Spring Training is an exciting time for most baseball teams due to the fresh allure of baseball beginning anew and the appeal of everyone receiving an opportunity to make it to the majors. Of course, even if Spring Training is supposed to be about everyone getting a shot, Spring Training games are still technically supposed to have some players expected to get regular playing time. That rule (and yes, apparently it is a rule by MLB), is at the center of the first bit of controversy this season between the Miami Marlins and Boston Red Sox.
As reported earlier here by Scott Gelman, the Marlins and Red Sox ran into a minor spat when their recent Spring Training game failed to display enough expected regulars from the Red Sox. The Marlins were rumored to be "furious" and almost certainty brought up the issue with Major League Baseball, which subsequently fined the Red Sox an undisclosed amount. Apparently, the two sides had at least made up, as the Red Sox sent a private apology to the Marlins' front office, but as one might expect with Marlins-related news, an owner still got involved.
This time, however, it was former Marlins owner and current Red Sox owner John Henry who fired off the salvo.
"They should apologize for their regular season lineup," Henry, who as Miami's owner constructed most of the 2003 World Series roster, said.
Salty much, Mr. Henry?
The fine is unlikely to have caused such a response, and it is very much possible that Miami's frustrations and tattling to the league office angered Henry more. But there is something to be said about technically being in the right on this one as well. The Marlins were right to be frustrated by the rules, which state that at least four "regulars" expected to compete or earn a Major League roster spot should be on any given game. The reasoning behind the rule, near as I can tell, is to allow fans for a decent experience in seeing their favorite players. In a way, the Marlins are upset because they felt their fans were being gipped from the experience of seeing the Red Sox's stars, especially since Miami hiked the price of the Red Sox tickets in accordance to those expectations.

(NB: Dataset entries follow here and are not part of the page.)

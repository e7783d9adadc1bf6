//! Error types for the imgpipe image pipeline.
//!
//! Errors are organized by where they surface: configuration loading, or a
//! single pipeline item. Pipeline errors carry enough context (item name,
//! offending parameter) to be shown to the user as-is.

use std::path::PathBuf;
use thiserror::Error;

/// Top-level error type for imgpipe operations.
#[derive(Error, Debug)]
pub enum ImgpipeError {
    /// Configuration-related errors
    #[error("Configuration error: {0}")]
    Config(#[from] ConfigError),

    /// Pipeline processing errors
    #[error("Pipeline error: {0}")]
    Pipeline(#[from] PipelineError),

    /// General I/O errors
    #[error("IO error: {0}")]
    Io(#[from] std::io::Error),

    /// JSON serialization/deserialization errors
    #[error("JSON error: {0}")]
    Json(#[from] serde_json::Error),
}

/// Configuration-specific errors.
#[derive(Error, Debug)]
pub enum ConfigError {
    /// Failed to read the config file from disk
    #[error("Failed to read config file: {0}")]
    ReadError(#[from] std::io::Error),

    /// Failed to parse TOML configuration
    #[error("Failed to parse config: {0}")]
    ParseError(#[from] toml::de::Error),

    /// Configuration values are invalid
    #[error("Invalid configuration: {0}")]
    ValidationError(String),
}

/// Errors raised while ingesting, transforming, or exporting one item.
#[derive(Error, Debug)]
pub enum PipelineError {
    /// Declared media type is not an image type
    #[error("Not an image: {name} (declared type {declared})")]
    InvalidType { name: String, declared: String },

    /// Source bytes could not be decoded
    #[error("Decode error for {name}: {message}")]
    DecodeFailure { name: String, message: String },

    /// Pixel array length does not match width * height * 4
    #[error("Pixel buffer has {actual} bytes, expected {expected} for {width}x{height}")]
    BufferShapeMismatch {
        width: u32,
        height: u32,
        expected: usize,
        actual: usize,
    },

    /// A transform parameter is outside its domain
    #[error("Invalid {stage} parameter: {message}")]
    InvalidParameter { stage: &'static str, message: String },

    /// The raster encoder does not support the requested media type
    #[error("Unsupported encoding: {0}")]
    UnsupportedEncoding(String),

    /// A stage requested an output format that cannot be produced
    #[error("Encoding unavailable for {stage}: {format}")]
    EncodingUnavailable { stage: &'static str, format: String },

    /// The remote transform endpoint answered with a failure
    #[error("Server error{}: {message}", status_suffix(.status))]
    ServerError {
        status: Option<u16>,
        message: String,
    },

    /// File exceeds size limit
    #[error("File too large: {name} ({size_mb}MB > {max_mb}MB)")]
    FileTooLarge {
        name: String,
        size_mb: u64,
        max_mb: u64,
    },

    /// Image dimensions exceed limit
    #[error("Image too large: {name} ({width}x{height} > {max_dim})")]
    ImageTooLarge {
        name: String,
        width: u32,
        height: u32,
        max_dim: u32,
    },

    /// File not found
    #[error("File not found: {0}")]
    FileNotFound(PathBuf),

    /// Writing an artifact failed
    #[error("Export failed for {name}: {message}")]
    Export { name: String, message: String },
}

impl PipelineError {
    /// Shorthand for [`PipelineError::InvalidParameter`].
    pub fn invalid(stage: &'static str, message: impl Into<String>) -> Self {
        Self::InvalidParameter {
            stage,
            message: message.into(),
        }
    }
}

fn status_suffix(status: &Option<u16>) -> String {
    status.map(|s| format!(" (HTTP {s})")).unwrap_or_default()
}

/// Convenience type alias for imgpipe results.
pub type Result<T> = std::result::Result<T, ImgpipeError>;

/// Convenience type alias for pipeline-specific results.
pub type PipelineResult<T> = std::result::Result<T, PipelineError>;

#[cfg(test)]
mod tests {
    use super::*;

    #[test]
    fn server_error_message_includes_status() {
        let err = PipelineError::ServerError {
            status: Some(501),
            message: "Operation not implemented".to_string(),
        };
        assert_eq!(
            err.to_string(),
            "Server error (HTTP 501): Operation not implemented"
        );
    }

    #[test]
    fn server_error_message_without_status() {
        let err = PipelineError::ServerError {
            status: None,
            message: "connection refused".to_string(),
        };
        assert_eq!(err.to_string(), "Server error: connection refused");
    }

    #[test]
    fn invalid_shorthand_names_stage() {
        let err = PipelineError::invalid("resize", "width must be > 0");
        assert!(err.to_string().contains("resize"));
        assert!(err.to_string().contains("width must be > 0"));
    }
}
//! Client for a server-side transform endpoint.
//!
//! Operations are posted to `<endpoint>/<operation>` as a multipart form with
//! the source in an `image` part and each parameter as a text field. A 2xx
//! answer carries the transformed bytes; anything else becomes
//! [`PipelineError::ServerError`].

use async_trait::async_trait;
use std::time::Duration;

use crate::config::RemoteConfig;
use crate::error::{PipelineError, PipelineResult};
use crate::pipeline::export::ExportBlob;
use crate::pipeline::format::OutputFormat;
use crate::pipeline::ingest::SourceCandidate;

/// Transformed bytes as returned by the endpoint.
#[derive(Debug, Clone)]
pub struct RemoteResponse {
    pub bytes: Vec<u8>,
    pub content_type: String,
}

impl RemoteResponse {
    /// Treat the response as an export blob, using its content type as the
    /// format.
    pub fn into_blob(self) -> PipelineResult<ExportBlob> {
        let mime = self
            .content_type
            .split(';')
            .next()
            .unwrap_or_default()
            .trim();
        let format = OutputFormat::parse(mime)
            .ok_or_else(|| PipelineError::UnsupportedEncoding(self.content_type.clone()))?;
        Ok(ExportBlob::new(self.bytes, format))
    }
}

/// Something that can run a named operation on an image out of process.
///
/// Uses `async_trait` so implementations can sit behind `Box<dyn RemoteTransform>`.
#[async_trait]
pub trait RemoteTransform: Send + Sync {
    async fn transform(
        &self,
        operation: &str,
        image: &SourceCandidate,
        params: &[(String, String)],
    ) -> PipelineResult<RemoteResponse>;
}

/// HTTP implementation of [`RemoteTransform`].
pub struct RemoteTransformer {
    endpoint: String,
    client: reqwest::Client,
}

impl RemoteTransformer {
    pub fn new(endpoint: &str, timeout: Duration) -> PipelineResult<Self> {
        let client = reqwest::Client::builder()
            .timeout(timeout)
            .build()
            .map_err(|e| PipelineError::ServerError {
                status: None,
                message: format!("Cannot build HTTP client: {e}"),
            })?;
        Ok(Self {
            endpoint: endpoint.trim_end_matches('/').to_string(),
            client,
        })
    }

    /// Build from the `[remote]` config section. Fails when no endpoint is set.
    pub fn from_config(config: &RemoteConfig) -> PipelineResult<Self> {
        let endpoint = config
            .endpoint
            .as_deref()
            .filter(|e| !e.trim().is_empty())
            .ok_or_else(|| PipelineError::ServerError {
                status: None,
                message: "no remote endpoint configured".to_string(),
            })?;
        Self::new(endpoint, Duration::from_millis(config.timeout_ms))
    }

    pub fn url(&self, operation: &str) -> String {
        format!("{}/{}", self.endpoint, operation.trim_matches('/'))
    }
}

/// Map a failed response to a `ServerError`.
fn status_error(status: u16, body: &str) -> PipelineError {
    let body = body.trim();
    let message = match status {
        400 if body.is_empty() => "request rejected: missing image part".to_string(),
        501 if body.is_empty() => "operation not implemented by the server".to_string(),
        _ if body.is_empty() => "request failed".to_string(),
        _ => body.to_string(),
    };
    PipelineError::ServerError {
        status: Some(status),
        message,
    }
}

#[async_trait]
impl RemoteTransform for RemoteTransformer {
    async fn transform(
        &self,
        operation: &str,
        image: &SourceCandidate,
        params: &[(String, String)],
    ) -> PipelineResult<RemoteResponse> {
        let url = self.url(operation);
        let mime = image
            .declared_type
            .as_deref()
            .unwrap_or("application/octet-stream");
        let part = reqwest::multipart::Part::bytes(image.bytes.clone())
            .file_name(image.name.clone())
            .mime_str(mime)
            .map_err(|e| PipelineError::ServerError {
                status: None,
                message: format!("Invalid media type {mime:?}: {e}"),
            })?;
        let form = params.iter().fold(
            reqwest::multipart::Form::new().part("image", part),
            |form, (key, value)| form.text(key.clone(), value.clone()),
        );

        tracing::debug!("POST {url} ({} bytes, {} param(s))", image.bytes.len(), params.len());
        let resp = self
            .client
            .post(&url)
            .multipart(form)
            .send()
            .await
            .map_err(|e| PipelineError::ServerError {
                status: None,
                message: format!("Request to {url} failed: {e}"),
            })?;

        let status = resp.status();
        if !status.is_success() {
            let text = resp.text().await.unwrap_or_default();
            return Err(status_error(status.as_u16(), &text));
        }

        let content_type = resp
            .headers()
            .get(reqwest::header::CONTENT_TYPE)
            .and_then(|v| v.to_str().ok())
            .unwrap_or("application/octet-stream")
            .to_string();
        let bytes = resp
            .bytes()
            .await
            .map_err(|e| PipelineError::ServerError {
                status: Some(status.as_u16()),
                message: format!("Failed to read response body: {e}"),
            })?
            .to_vec();

        tracing::debug!("{url} answered {} bytes of {content_type}", bytes.len());
        Ok(RemoteResponse {
            bytes,
            content_type,
        })
    }
}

Then again, the Red Sox were sending their players to a game in a storm bad enough to eventually postpone the game for an extended period of time. In a meaningless Spring Training game, why risk your players at all? The letter of the rule was indeed broken, but perhaps some of the spirit of the rule could be excused.
I think the comment by Henry says it all. The fact that the Marlins looked to enforce this rule, in some way to benefit themselves or placate the folks whom they charged extra for tickets, is probably what angered Henry. It comes off as petulant from the Marlins to be "furious" about this relatively small injustice.
And yet Henry's one-liner is equally petulant. It's a nice dig at a Marlins team that has seen better years, but it is completely unnecessary to make, especially on a public forum like Twitter, especially if you would like your organization to appear to be the level-headed one. The front offices apparently made up quietly in the background, and while Marlins owner Jeffrey Loria was not particularly named as being involved with the anger over the game, you can insinuate that his short temper had a say in this. Henry could have easily stayed above the fray of this minor conflict, especially given his history with the team. It should be noted that Henry routinely ran out minor league-quality ball clubs when he was owner of the Marlins. When Henry realized that he could not receive the stadium deal that Loria eventually coaxed from the local government, Henry took the first opportunity to jump ship from Miami to a cozier job in Boston, with the help of Loria and Major League Baseball (and at the expense of the Montreal Expos). Henry most certainly played a role in establishing the current culture in Miami, even if Loria has grown it into something awful that may not be reversible.
The truth is that this whole conflict should be water under the bridge already. The Marlins and Red Sox are no longer at odds, and Henry can safely watch from his Boston high tower the continued struggle of the Marlins franchise from which he cleverly extricated himself. The Marlins were probably wrong to make a big deal out of this in the first place, but given Henry's ignominious place in Marlins history, he probably would have been better off letting the whole thing die down.